[Task instructions] In the data below, which lines hold "disable"? Copy every one.

[Material shown]

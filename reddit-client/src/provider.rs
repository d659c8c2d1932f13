use crate::api::{build_http_client, RedditApiClient, MAX_PAGE_SIZE};
use crate::auth::{RedditAuthenticator, RedditToken};
use crate::endpoints::RedditEndpoints;
use async_trait::async_trait;
use futures::stream::{self, StreamExt, TryStreamExt};
use scraper_core::{
    CoreError, Credentials, FeedHandle, FeedSession, FeedSessionProvider, PostStream, RedditPost,
};
use std::sync::Arc;
use tracing::{debug, info};

/// Opens authenticated Reddit sessions.
#[derive(Debug, Clone, Default)]
pub struct RedditProvider {
    endpoints: RedditEndpoints,
}

impl RedditProvider {
    pub fn new() -> Self {
        Self::default()
    }

    pub fn with_endpoints(endpoints: RedditEndpoints) -> Self {
        Self { endpoints }
    }
}

#[async_trait]
impl FeedSessionProvider for RedditProvider {
    type Session = RedditSession;

    async fn authenticate(
        &self,
        credentials: &Credentials,
        user_agent: &str,
    ) -> Result<RedditSession, CoreError> {
        let http_client = build_http_client(user_agent)?;
        let authenticator =
            RedditAuthenticator::new(credentials, &self.endpoints, http_client.clone())?;
        let token = authenticator
            .password_grant(&credentials.username, &credentials.password)
            .await?;
        let api = RedditApiClient::new(http_client, &self.endpoints)?;

        info!("Authenticated with Reddit as {}", credentials.username);
        Ok(RedditSession {
            api: Arc::new(api),
            token,
        })
    }
}

#[derive(Debug)]
pub struct RedditSession {
    api: Arc<RedditApiClient>,
    token: RedditToken,
}

impl RedditSession {
    pub(crate) fn new(api: RedditApiClient, token: RedditToken) -> Self {
        Self {
            api: Arc::new(api),
            token,
        }
    }

    pub fn token(&self) -> &RedditToken {
        &self.token
    }
}

impl FeedSession for RedditSession {
    type Feed = RedditFeed;

    fn get_feed(&self, name: &str) -> Result<RedditFeed, CoreError> {
        let subreddit = normalize_subreddit_name(name)?;
        debug!("Opened feed r/{}", subreddit);
        Ok(RedditFeed {
            api: Arc::clone(&self.api),
            access_token: self.token.access_token.clone(),
            subreddit,
        })
    }
}

/// Handle to one subreddit's `new` listing.
#[derive(Debug, Clone)]
pub struct RedditFeed {
    api: Arc<RedditApiClient>,
    access_token: String,
    subreddit: String,
}

#[derive(Debug, Clone)]
struct Pager {
    after: Option<String>,
    remaining: u32,
    exhausted: bool,
}

impl FeedHandle for RedditFeed {
    fn name(&self) -> &str {
        &self.subreddit
    }

    fn newest(&self, limit: u32) -> PostStream<'_> {
        let pager = Pager {
            after: None,
            remaining: limit,
            exhausted: false,
        };

        stream::try_unfold(pager, move |pager| self.next_page(pager))
            .map_ok(|posts| stream::iter(posts.into_iter().map(Ok::<RedditPost, CoreError>)))
            .try_flatten()
            .take(limit as usize)
            .boxed()
    }
}

impl RedditFeed {
    async fn next_page(
        &self,
        mut pager: Pager,
    ) -> Result<Option<(Vec<RedditPost>, Pager)>, CoreError> {
        if pager.exhausted || pager.remaining == 0 {
            return Ok(None);
        }

        let page_size = pager.remaining.min(MAX_PAGE_SIZE);
        let listing = self
            .api
            .get_newest_posts(
                &self.access_token,
                &self.subreddit,
                page_size,
                pager.after.as_deref(),
            )
            .await?;

        let posts: Vec<RedditPost> = listing
            .data
            .children
            .into_iter()
            .map(|child| child.data.into())
            .collect();

        debug!(
            "Page of {} posts from r/{} ends at {:?}",
            posts.len(),
            self.subreddit,
            posts.last().map(|post| post.id.as_str())
        );
        pager.remaining = pager.remaining.saturating_sub(posts.len() as u32);
        pager.after = listing.data.after;
        pager.exhausted = posts.is_empty() || pager.after.is_none();

        Ok(Some((posts, pager)))
    }
}

/// Strips an `r/` prefix and checks each `+`-joined part is a plausible
/// subreddit name.
pub fn normalize_subreddit_name(name: &str) -> Result<String, CoreError> {
    let trimmed = name.trim();
    let trimmed = trimmed
        .strip_prefix("/r/")
        .or_else(|| trimmed.strip_prefix("r/"))
        .unwrap_or(trimmed);

    let valid = !trimmed.is_empty()
        && trimmed.split('+').all(|part| {
            (2..=21).contains(&part.len())
                && part.chars().all(|c| c.is_ascii_alphanumeric() || c == '_')
        });

    if !valid {
        return Err(CoreError::InvalidInput {
            message: format!("'{}' is not a valid subreddit name", name),
        });
    }
    Ok(trimmed.to_string())
}
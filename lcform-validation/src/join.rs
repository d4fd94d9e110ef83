//! Join strategies for concurrently running rules
//!
//! Both strategies poll every future to settlement inside the caller's task;
//! nothing is spawned and no in-flight rule is ever aborted. They differ only
//! in what they report once everything has settled.

use futures::FutureExt;
use futures::future::join_all;
use lcform_core::{RuleError, RuleResult};
use std::any::Any;
use std::future::Future;
use std::panic::AssertUnwindSafe;

/// Wait for every future, then yield all values or the first error.
///
/// Values and the reported error follow invocation order, not settle order.
pub async fn join_fail_fast<I, T, E>(futures: I) -> Result<Vec<T>, E>
where
    I: IntoIterator,
    I::Item: Future<Output = Result<T, E>>,
{
    join_all(futures).await.into_iter().collect()
}

/// Wait for every future and yield every outcome in invocation order
pub async fn join_collect_all<I, T, E>(futures: I) -> Vec<Result<T, E>>
where
    I: IntoIterator,
    I::Item: Future<Output = Result<T, E>>,
{
    join_all(futures).await
}

/// Run one rule future, turning a panic into [`RuleError::Panicked`] when
/// `catch_panics` is set.
pub async fn settle<F>(rule: F, catch_panics: bool) -> RuleResult
where
    F: Future<Output = RuleResult>,
{
    if !catch_panics {
        return rule.await;
    }

    match AssertUnwindSafe(rule).catch_unwind().await {
        Ok(outcome) => outcome,
        Err(payload) => Err(RuleError::Panicked(panic_message(payload.as_ref()))),
    }
}

fn panic_message(payload: &(dyn Any + Send)) -> String {
    if let Some(message) = payload.downcast_ref::<&str>() {
        (*message).to_string()
    } else if let Some(message) = payload.downcast_ref::<String>() {
        message.clone()
    } else {
        "unknown panic".to_string()
    }
}
// Form field name to view-model attribute mappings

use serde::{Deserialize, Serialize};

/// Association between a UI-facing field name and a view-model attribute
#[derive(Debug, Clone, PartialEq, Eq, Serialize, Deserialize)]
#[serde(rename_all = "camelCase")]
pub struct FormNameToFieldNameMapping {
    pub form_field_name: String,
    pub vm_field_name: String,
}

impl FormNameToFieldNameMapping {
    pub fn new(form_field_name: impl Into<String>, vm_field_name: impl Into<String>) -> Self {
        Self {
            form_field_name: form_field_name.into(),
            vm_field_name: vm_field_name.into(),
        }
    }
}

/// Ordered collection of mappings. The first mapping for a name wins.
#[derive(Debug, Clone, Default, PartialEq, Eq, Serialize, Deserialize)]
#[serde(transparent)]
pub struct FieldMappings {
    mappings: Vec<FormNameToFieldNameMapping>,
}

impl FieldMappings {
    pub fn new() -> Self {
        Self::default()
    }

    /// Add a mapping
    pub fn add(&mut self, mapping: FormNameToFieldNameMapping) {
        self.mappings.push(mapping);
    }

    /// View-model attribute for a form field name
    pub fn vm_field_name(&self, form_field_name: &str) -> Option<&str> {
        self.mappings
            .iter()
            .find(|m| m.form_field_name == form_field_name)
            .map(|m| m.vm_field_name.as_str())
    }

    /// Form field name for a view-model attribute
    pub fn form_field_name(&self, vm_field_name: &str) -> Option<&str> {
        self.mappings
            .iter()
            .find(|m| m.vm_field_name == vm_field_name)
            .map(|m| m.form_field_name.as_str())
    }

    /// View-model attribute for a form field, falling back to the name itself
    pub fn resolve<'a>(&'a self, form_field_name: &'a str) -> &'a str {
        self.vm_field_name(form_field_name).unwrap_or(form_field_name)
    }

    pub fn len(&self) -> usize {
        self.mappings.len()
    }

    pub fn is_empty(&self) -> bool {
        self.mappings.is_empty()
    }

    pub fn iter(&self) -> impl Iterator<Item = &FormNameToFieldNameMapping> {
        self.mappings.iter()
    }
}

impl From<Vec<FormNameToFieldNameMapping>> for FieldMappings {
    fn from(mappings: Vec<FormNameToFieldNameMapping>) -> Self {
        Self { mappings }
    }
}
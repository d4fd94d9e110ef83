//! Validation result entities

use crate::RuleError;
use serde::{Deserialize, Serialize};

/// Outcome of a single rule, or what a rule invocation produces
pub type RuleResult = Result<FieldValidationResult, RuleError>;

/// Result of one field (or whole-form) rule
#[derive(Debug, Clone, PartialEq, Eq, Default, Serialize, Deserialize)]
#[serde(rename_all = "camelCase")]
pub struct FieldValidationResult {
    /// Field key, stamped by the engine
    pub key: Option<String>,

    /// Rule category, e.g. `"REQUIRED"`
    #[serde(rename = "type")]
    pub kind: String,

    /// Whether the value passed the rule
    pub succeeded: bool,

    /// Human readable message, empty when succeeded
    pub error_message: String,
}

impl FieldValidationResult {
    /// Empty, not-succeeded result
    pub fn new() -> Self {
        Self::default()
    }

    /// Successful result for a rule category
    pub fn ok(kind: impl Into<String>) -> Self {
        Self {
            key: None,
            kind: kind.into(),
            succeeded: true,
            error_message: String::new(),
        }
    }

    /// Failed result for a rule category
    pub fn fail(kind: impl Into<String>, message: impl Into<String>) -> Self {
        Self {
            key: None,
            kind: kind.into(),
            succeeded: false,
            error_message: message.into(),
        }
    }

    /// Assign the field key
    pub fn with_key(mut self, key: impl Into<String>) -> Self {
        self.key = Some(key.into());
        self
    }
}

/// Aggregated result of a full-form validation
#[derive(Debug, Clone, PartialEq, Eq, Default, Serialize, Deserialize)]
#[serde(rename_all = "camelCase")]
pub struct FormValidationResult {
    /// True only when every field and global result succeeded
    pub succeeded: bool,

    /// One entry per executed field rule, in registration order
    pub field_errors: Vec<FieldValidationResult>,

    /// One entry per whole-form rule, in registration order
    pub form_global_errors: Vec<FieldValidationResult>,
}

impl FormValidationResult {
    /// Build the aggregate, computing `succeeded` over both sequences
    pub fn from_parts(
        field_errors: Vec<FieldValidationResult>,
        form_global_errors: Vec<FieldValidationResult>,
    ) -> Self {
        let succeeded = field_errors
            .iter()
            .chain(form_global_errors.iter())
            .all(|result| result.succeeded);

        Self {
            succeeded,
            field_errors,
            form_global_errors,
        }
    }

    /// Failed entries, field results first
    pub fn failures(&self) -> impl Iterator<Item = &FieldValidationResult> {
        self.field_errors
            .iter()
            .chain(self.form_global_errors.iter())
            .filter(|result| !result.succeeded)
    }

    /// Field results stamped with `key`
    pub fn field_errors_for(&self, key: &str) -> Vec<&FieldValidationResult> {
        self.field_errors
            .iter()
            .filter(|result| result.key.as_deref() == Some(key))
            .collect()
    }

    /// Convert to JSON representation
    pub fn to_json(&self) -> serde_json::Value {
        serde_json::json!({
            "succeeded": self.succeeded,
            "fieldErrors": self.field_errors,
            "formGlobalErrors": self.form_global_errors,
        })
    }
}
// lcform - form validation for view models
//
// Field-level and whole-form validation rules, synchronous or asynchronous,
// run on field edits and on submission with aggregated results.

// Re-export the data model
pub use lcform_core::*;

// Re-export optional crates
#[cfg(feature = "validation")]
pub use lcform_validation;

// Prelude for common imports
pub mod prelude {
    pub use crate::{
        FieldFilter, FieldMappings, FieldValidationResult, FieldValue, FormNameToFieldNameMapping,
        FormValidationResult, RuleError, RuleResult, ViewModel, serialized_field_value,
    };

    #[cfg(feature = "validation")]
    pub use lcform_validation::{
        BaseFormValidation, Email, EngineConfig, EngineConfigBuilder, FieldRule, FormRule,
        FormValidation, MaxLength, MinLength, Pattern, Required, ValidationEngine,
    };
}
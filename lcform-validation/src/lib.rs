//! Form validation engine for lcform
//!
//! Registers field-level and whole-form rules for a view model and runs
//! them on field edits and on form submission.
//!
//! # Examples
//!
//! ## Field Validation
//!
//! ```
//! use lcform_validation::{ValidationEngine, Required, Email};
//! use serde_json::json;
//!
//! # futures::executor::block_on(async {
//! let mut engine = ValidationEngine::<serde_json::Value>::new();
//! engine
//!     .add_field_rule("fullname", Required::new(), None)
//!     .add_field_rule("email", Email::new(), Some(json!({"onBlur": true})));
//!
//! let vm = json!({"fullname": "", "email": "john@example.com"});
//! let result = engine
//!     .trigger_field_validation(vm, "fullname", json!(""), None)
//!     .await
//!     .unwrap();
//!
//! assert!(!result.succeeded);
//! assert_eq!(result.error_message, "Mandatory field");
//! # });
//! ```
//!
//! ## Full Form Validation
//!
//! ```
//! use lcform_validation::{ValidationEngine, Required};
//! use lcform_core::FieldValidationResult;
//! use serde_json::json;
//!
//! # futures::executor::block_on(async {
//! let mut engine = ValidationEngine::<serde_json::Value>::new();
//! engine
//!     .add_field_rule("fullname", Required::new(), None)
//!     .add_form_validation(|vm| {
//!         if vm["password"] == vm["confirmPassword"] {
//!             Ok(FieldValidationResult::ok("PASSWORD_MATCH"))
//!         } else {
//!             Ok(FieldValidationResult::fail("PASSWORD_MATCH", "Passwords differ"))
//!         }
//!     });
//!
//! let vm = json!({"fullname": "john", "password": "a", "confirmPassword": "b"});
//! let result = engine.validate_full_form(vm).await;
//!
//! assert!(!result.succeeded);
//! assert_eq!(result.field_errors.len(), 1);
//! assert_eq!(result.form_global_errors[0].error_message, "Passwords differ");
//! # });
//! ```
//!
//! ## Error Handling
//!
//! A rule that cannot reach a verdict returns `Err(RuleError)`. A single
//! field trigger rejects with that error; full-form validation records it as
//! a failed entry instead.

mod base;
mod config;
mod engine;
pub mod join;
mod rules;
mod traits;

pub use base::*;
pub use config::*;
pub use engine::*;
pub use join::{join_collect_all, join_fail_fast};
pub use rules::*;
pub use traits::{FieldRule, FormRule};

pub use lcform_core::{
    FieldFilter, FieldValidationResult, FieldValue, FormValidationResult, RuleError, RuleResult,
    ViewModel,
};
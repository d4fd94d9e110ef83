//! Core data model for lcform
//!
//! Holds the types that flow between a view model, its validation rules and
//! the validation engine:
//!
//! - **Results** - [`FieldValidationResult`] and [`FormValidationResult`]
//! - **Mappings** - [`FormNameToFieldNameMapping`] between UI and view-model names
//! - **View models** - [`ViewModel`] lookup of field values by name
//! - **Errors** - [`RuleError`] for failing rules, [`ConfigError`] for configuration
//!
//! # Example
//!
//! ```
//! use lcform_core::{FieldValidationResult, FormValidationResult};
//!
//! let name = FieldValidationResult::fail("REQUIRED", "Mandatory field").with_key("fullname");
//! let email = FieldValidationResult::ok("EMAIL").with_key("email");
//!
//! let form = FormValidationResult::from_parts(vec![name, email], Vec::new());
//! assert!(!form.succeeded);
//! assert_eq!(form.failures().count(), 1);
//! ```

pub mod error;
pub mod mapping;
pub mod result;
pub mod view_model;

pub use error::{ConfigError, Result, RuleError};
pub use mapping::{FieldMappings, FormNameToFieldNameMapping};
pub use result::{FieldValidationResult, FormValidationResult, RuleResult};
pub use view_model::{ViewModel, serialized_field_value};

/// Opaque current value of a form field
pub type FieldValue = serde_json::Value;

/// Opaque discriminator narrowing which rules apply to a trigger, compared by equality
pub type FieldFilter = serde_json::Value;
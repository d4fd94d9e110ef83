// Validation engine configuration

use lcform_core::{ConfigError, Result};
use serde::{Deserialize, Serialize};
use std::fs;

/// Validation engine configuration
#[derive(Debug, Clone, PartialEq, Eq, Serialize, Deserialize)]
#[serde(default)]
pub struct EngineConfig {
    /// Emit tracing events for registrations and triggers
    pub enable_logging: bool,

    /// Result type recorded when a rule fails during full-form validation
    pub rule_failure_type: String,

    /// Convert panicking rules into rule errors on single-field triggers.
    /// When off, the panic unwinds through the trigger. Full-form validation
    /// always converts panics into failed entries.
    pub catch_panics: bool,
}

impl Default for EngineConfig {
    fn default() -> Self {
        Self {
            enable_logging: true,
            rule_failure_type: "RULE_FAILURE".to_string(),
            catch_panics: true,
        }
    }
}

impl EngineConfig {
    /// Parse configuration from a TOML document. Missing keys keep their defaults.
    ///
    /// ```
    /// use lcform_validation::EngineConfig;
    ///
    /// let config = EngineConfig::from_toml_str("enable_logging = false").unwrap();
    /// assert!(!config.enable_logging);
    /// assert_eq!(config.rule_failure_type, "RULE_FAILURE");
    /// ```
    pub fn from_toml_str(content: &str) -> Result<Self> {
        toml::from_str(content)
            .map_err(|e| ConfigError::ParseError(format!("TOML parse error: {}", e)))
    }

    /// Load configuration from a TOML file
    pub fn from_file(path: &str) -> Result<Self> {
        let content = fs::read_to_string(path)
            .map_err(|e| ConfigError::LoadError(format!("Failed to read file: {}", e)))?;

        Self::from_toml_str(&content)
    }
}

/// Engine configuration builder
pub struct EngineConfigBuilder {
    config: EngineConfig,
}

impl EngineConfigBuilder {
    pub fn new() -> Self {
        Self {
            config: EngineConfig::default(),
        }
    }

    /// Enable/disable logging
    pub fn enable_logging(mut self, enabled: bool) -> Self {
        self.config.enable_logging = enabled;
        self
    }

    /// Set the result type used for failed rules in full-form validation
    pub fn rule_failure_type(mut self, kind: impl Into<String>) -> Self {
        self.config.rule_failure_type = kind.into();
        self
    }

    /// Enable/disable panic capture
    pub fn catch_panics(mut self, enabled: bool) -> Self {
        self.config.catch_panics = enabled;
        self
    }

    pub fn build(self) -> EngineConfig {
        self.config
    }
}

impl Default for EngineConfigBuilder {
    fn default() -> Self {
        Self::new()
    }
}
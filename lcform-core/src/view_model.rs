//! Field lookup on view models

use crate::FieldValue;
use serde::Serialize;
use std::collections::{BTreeMap, HashMap};

/// A view model whose field values can be read by name.
///
/// Full-form validation uses this to fetch the current value of every
/// registered field. Missing fields read as `FieldValue::Null`.
pub trait ViewModel {
    fn field_value(&self, name: &str) -> FieldValue;
}

impl ViewModel for FieldValue {
    fn field_value(&self, name: &str) -> FieldValue {
        self.get(name).cloned().unwrap_or(FieldValue::Null)
    }
}

impl ViewModel for HashMap<String, FieldValue> {
    fn field_value(&self, name: &str) -> FieldValue {
        self.get(name).cloned().unwrap_or(FieldValue::Null)
    }
}

impl ViewModel for BTreeMap<String, FieldValue> {
    fn field_value(&self, name: &str) -> FieldValue {
        self.get(name).cloned().unwrap_or(FieldValue::Null)
    }
}

/// Read a field from any serializable view model.
///
/// Serialization failures and non-object models read as `Null`.
///
/// ```
/// use lcform_core::{ViewModel, FieldValue, serialized_field_value};
/// use serde::Serialize;
///
/// #[derive(Serialize)]
/// struct Customer {
///     fullname: String,
/// }
///
/// impl ViewModel for Customer {
///     fn field_value(&self, name: &str) -> FieldValue {
///         serialized_field_value(self, name)
///     }
/// }
///
/// let customer = Customer { fullname: "john".to_string() };
/// assert_eq!(customer.field_value("fullname"), "john");
/// ```
pub fn serialized_field_value<T: Serialize + ?Sized>(vm: &T, name: &str) -> FieldValue {
    match serde_json::to_value(vm) {
        Ok(FieldValue::Object(mut map)) => map.remove(name).unwrap_or(FieldValue::Null),
        _ => FieldValue::Null,
    }
}
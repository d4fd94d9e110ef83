// Error types for rule execution and engine configuration

use thiserror::Error;

/// Unexpected failure raised by a validation rule.
///
/// This is distinct from a rule that runs fine and reports
/// `succeeded = false`: a `RuleError` means the rule itself could not
/// produce a verdict.
#[derive(Error, Debug, Clone, PartialEq, Eq)]
pub enum RuleError {
    #[error("Rule failed: {0}")]
    Failed(String),

    #[error("Rule panicked: {0}")]
    Panicked(String),
}

impl RuleError {
    /// Create a rule failure with a message
    pub fn failed(message: impl Into<String>) -> Self {
        RuleError::Failed(message.into())
    }

    /// Raw message without the variant prefix
    pub fn message(&self) -> &str {
        match self {
            RuleError::Failed(message) | RuleError::Panicked(message) => message,
        }
    }
}

impl From<String> for RuleError {
    fn from(message: String) -> Self {
        RuleError::Failed(message)
    }
}

impl From<&str> for RuleError {
    fn from(message: &str) -> Self {
        RuleError::Failed(message.to_string())
    }
}

impl From<serde_json::Error> for RuleError {
    fn from(err: serde_json::Error) -> Self {
        RuleError::Failed(err.to_string())
    }
}

#[derive(Error, Debug)]
pub enum ConfigError {
    #[error("Failed to load configuration: {0}")]
    LoadError(String),

    #[error("Failed to parse configuration: {0}")]
    ParseError(String),

    #[error("IO error: {0}")]
    IoError(#[from] std::io::Error),
}

pub type Result<T> = std::result::Result<T, ConfigError>;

[Response]
    /// Enable/disable logging
    /// Enable/disable panic capture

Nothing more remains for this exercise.